= Sidecar (sparkling water) =

Term used for a glass of water for cleansing one's palate

A sidecar is a term for a small glass of sparkling water or seltzer served beside an espresso. The purpose of the water is to cleanse a person's palate before and after drinking an espresso shot.

Additionally there is also an espresso sidecar, which refers to a shot of espresso that is served alongside a cafe latte or cappuccino. In 2016, Starbucks launched a specialty beverage at some of their locations that included a beer, with an espresso sidecar meant to be poured into the beer.

==Etymology==
The term likely originates from bartending culture. If a bartender overpoured, and therefore ended up with more of a drink than will fit in the special glass for that drink, it was common for them to serve the extra in a small glass beside the drink.
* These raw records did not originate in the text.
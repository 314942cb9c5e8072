//! Time-window conditions for raw event requests.

use serde::{Deserialize, Serialize};

use crate::error::EventQueryError;
use crate::strategy::RawEventsRequest;

/// An optional `[from, to]` range in unix seconds.
///
/// An event is inside the window if it is still running at `from` and starts
/// no later than `to`.
#[derive(Debug, Clone, Copy, Default, PartialEq, Eq, Serialize, Deserialize)]
pub struct TimeWindow {
    pub from: Option<i64>,
    pub to: Option<i64>,
}

impl TimeWindow {
    pub fn new(from: Option<i64>, to: Option<i64>) -> Self {
        Self { from, to }
    }

    /// Adds this window's conditions and parameters to `request`.
    ///
    /// # Errors
    ///
    /// Returns `EventQueryError::InvalidWindow` if `from` is after `to`.
    pub fn apply(self, request: RawEventsRequest) -> Result<RawEventsRequest, EventQueryError> {
        if let (Some(from), Some(to)) = (self.from, self.to) {
            if from > to {
                return Err(EventQueryError::InvalidWindow { from, to });
            }
        }

        let mut request = request;
        if let Some(from) = self.from {
            request = request
                .condition("e.timestart >= :timefrom OR e.timestart + e.timeduration > :timefrom")
                .param(":timefrom", from);
        }
        if let Some(to) = self.to {
            request = request
                .condition("e.timestart <= :timeto")
                .param(":timeto", to);
        }
        Ok(request)
    }
}

#[cfg(test)]
mod tests {
    use super::*;
    use crate::filter::FilterSpec;
    use crate::strategy::build_raw_events_query;
    use rusqlite::types::Value;

    #[test]
    fn open_window_adds_nothing() {
        let request = TimeWindow::default().apply(RawEventsRequest::new()).unwrap();
        assert!(request.extra_conditions.is_empty());
        assert!(request.extra_params.is_empty());
    }

    #[test]
    fn bounded_window_adds_both_conditions() {
        let request = TimeWindow::new(Some(100), Some(200))
            .apply(RawEventsRequest::new())
            .unwrap();
        assert_eq!(request.extra_conditions.len(), 2);
        assert_eq!(
            request.extra_params,
            vec![
                (":timefrom".to_string(), Value::Integer(100)),
                (":timeto".to_string(), Value::Integer(200)),
            ]
        );
    }

    #[test]
    fn stacked_windows_cannot_share_parameters() {
        let request = TimeWindow::new(Some(100), None)
            .apply(RawEventsRequest::new().courses(FilterSpec::All))
            .unwrap();
        let request = TimeWindow::new(Some(500), None).apply(request).unwrap();

        assert!(matches!(
            build_raw_events_query(&request),
            Err(EventQueryError::DuplicateParameter(name)) if name == ":timefrom"
        ));
    }

    #[test]
    fn inverted_window_is_rejected() {
        let err = TimeWindow::new(Some(300), Some(200))
            .apply(RawEventsRequest::new())
            .unwrap_err();
        assert!(matches!(
            err,
            EventQueryError::InvalidWindow { from: 300, to: 200 }
        ));
    }
}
Meanwhile, it has become common to call anything served beside a drink a "sidecar". For example, a bar in Chicago serves a piece of chocolate with a mixed drink and calls it a "sidecar." Similarly, when diners serve milkshakes, there will typically be a little bit leftover that doesn't fit into a glass, this extra will be served alongside the milkshake in a metal mixing cup and is called a "sidecar."

==History==
The tradition of serving water alongside coffee originated in Austria-Hungary. Initially, it served a practical purpose, providing a place for patrons to put their spoons after stirring, adhering to the etiquette norms of the time.

In 1873, Vienna completed the First Vienna Spring Watermain Pipeline, significantly improving the city's water quality. To showcase this clean water, coffee houses began serving a glass of tap water alongside their coffee.

This practice gained international attention during the 1873 Austrian World Expo, held the same year as the pipeline completion. Visitors from across Europe experienced coffee served with a water sidecar, and started drinking it, instead of placing their spoons into it. This exposure contributed to the spread of the tradition throughout Europe.

With the invention of espresso in Italy at the turn of the 20th century, Italian coffee houses also adopted the sidecar tradition.

During the mid-20th century, when coffee quality was often poor and overly bitter, the water served the functional purpose of rinsing away unpleasant aftertastes.

In contemporary coffee culture and third-wave coffee, the sidecar has evolved into a palate cleanser, typically consumed before the coffee to enhance appreciation of the espresso's complex flavors.